> [Prompt] Please set the lines down again exactly, from the top of the entries through the line that contains "Maximum items per request".

> [Extracted records]
□ □ □ □ □

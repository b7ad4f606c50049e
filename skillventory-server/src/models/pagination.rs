//! Pagination types
//!
//! Two query shapes map onto the same offset/limit window:
//! - `?offset=&limit=` for the raw listing
//! - `?page=&page_size=` (1-indexed) for the table view

use serde::{Deserialize, Serialize};

/// Maximum items per request
const MAX_LIMIT: u32 = 100;

/// Default items per request
pub const DEFAULT_LIMIT: u32 = 15;

/// Offset/limit window
#[derive(Debug, Clone, Copy, PartialEq, Eq)]
pub struct Pagination {
    pub offset: u32,
    pub limit: u32,
}

impl Pagination {
    /// Create pagination with the limit clamped to 1..=100.
    pub fn new(offset: u32, limit: u32) -> Self {
        Self {
            offset,
            limit: limit.clamp(1, MAX_LIMIT),
        }
    }

    /// Window for a 1-indexed page. Page 0 is treated as page 1.
    pub fn from_page(page: u32, page_size: u32) -> Self {
        let limit = page_size.clamp(1, MAX_LIMIT);
        let offset = page.max(1).saturating_sub(1).saturating_mul(limit);
        Self { offset, limit }
    }

    /// SQL OFFSET value.
    pub fn offset(&self) -> i64 {
        i64::from(self.offset)
    }

    /// SQL LIMIT value.
    pub fn limit(&self) -> i64 {
        i64::from(self.limit)
    }
}

impl Default for Pagination {
    fn default() -> Self {
        Self {
            offset: 0,
            limit: DEFAULT_LIMIT,
        }
    }
}

/// Query parameters for offset pagination
#[derive(Debug, Clone, Default, Deserialize)]
pub struct PaginationParams {
    pub offset: Option<u32>,
    pub limit: Option<u32>,
}

impl From<PaginationParams> for Pagination {
    fn from(params: PaginationParams) -> Self {
        Self::new(
            params.offset.unwrap_or(0),
            params.limit.unwrap_or(DEFAULT_LIMIT),
        )
    }
}

/// Query parameters for page pagination
#[derive(Debug, Clone, Default, Deserialize)]
pub struct PageParams {
    pub page: Option<u32>,
    pub page_size: Option<u32>,
}

impl PageParams {
    pub fn page(&self) -> u32 {
        self.page.unwrap_or(1).max(1)
    }

    pub fn page_size(&self) -> u32 {
        self.page_size.unwrap_or(DEFAULT_LIMIT).clamp(1, MAX_LIMIT)
    }
}

impl From<&PageParams> for Pagination {
    fn from(params: &PageParams) -> Self {
        Self::from_page(params.page(), params.page_size())
    }
}

/// A slice of records plus the size of the full set
#[derive(Debug, Clone, PartialEq, Eq)]
pub struct Page<T> {
    pub items: Vec<T>,
    pub total: i64,
}

/// Paginated response wrapper for the table view
#[derive(Debug, Clone, Serialize, Deserialize)]
pub struct Paginated<T> {
    /// Items for current page
    pub items: Vec<T>,
    /// Total count across all pages
    pub total: i64,
    /// Current page number
    pub page: u32,
    /// Items per page
    pub page_size: u32,
    /// Number of pages (at least 1)
    pub total_pages: u32,
}

impl<T> Paginated<T> {
    pub fn new(items: Vec<T>, total: i64, page: u32, page_size: u32) -> Self {
        Self {
            items,
            total,
            page,
            page_size,
            total_pages: total_pages(total, page_size),
        }
    }

    /// Check if there's a next page.
    pub fn has_next(&self) -> bool {
        self.page < self.total_pages
    }

    /// Check if there's a previous page.
    pub fn has_prev(&self) -> bool {
        self.page > 1
    }
}

fn total_pages(total: i64, page_size: u32) -> u32 {
    if total <= 0 || page_size == 0 {
        return 1;
    }
    let total = u64::try_from(total).unwrap_or(u64::MAX);
    let pages = total.div_ceil(u64::from(page_size));
    u32::try_from(pages).unwrap_or(u32::MAX).max(1)
}
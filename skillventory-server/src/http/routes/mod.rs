//! Route handlers organized by resource

pub mod root;
pub mod health;
pub mod skills;
pub mod table;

□ □ □ □ □

> [Written reply]
repository b7ad4f606c50049e
filename skillventory-server/src/models/pagination.rs
//! Pagination types
//!
//! Two query shapes map onto the same offset/limit window:
//! - `?offset=&limit=` for the raw listing
//! - `?page=&page_size=` (1-indexed) for the table view

use serde::{Deserialize, Serialize};

/// Maximum items per request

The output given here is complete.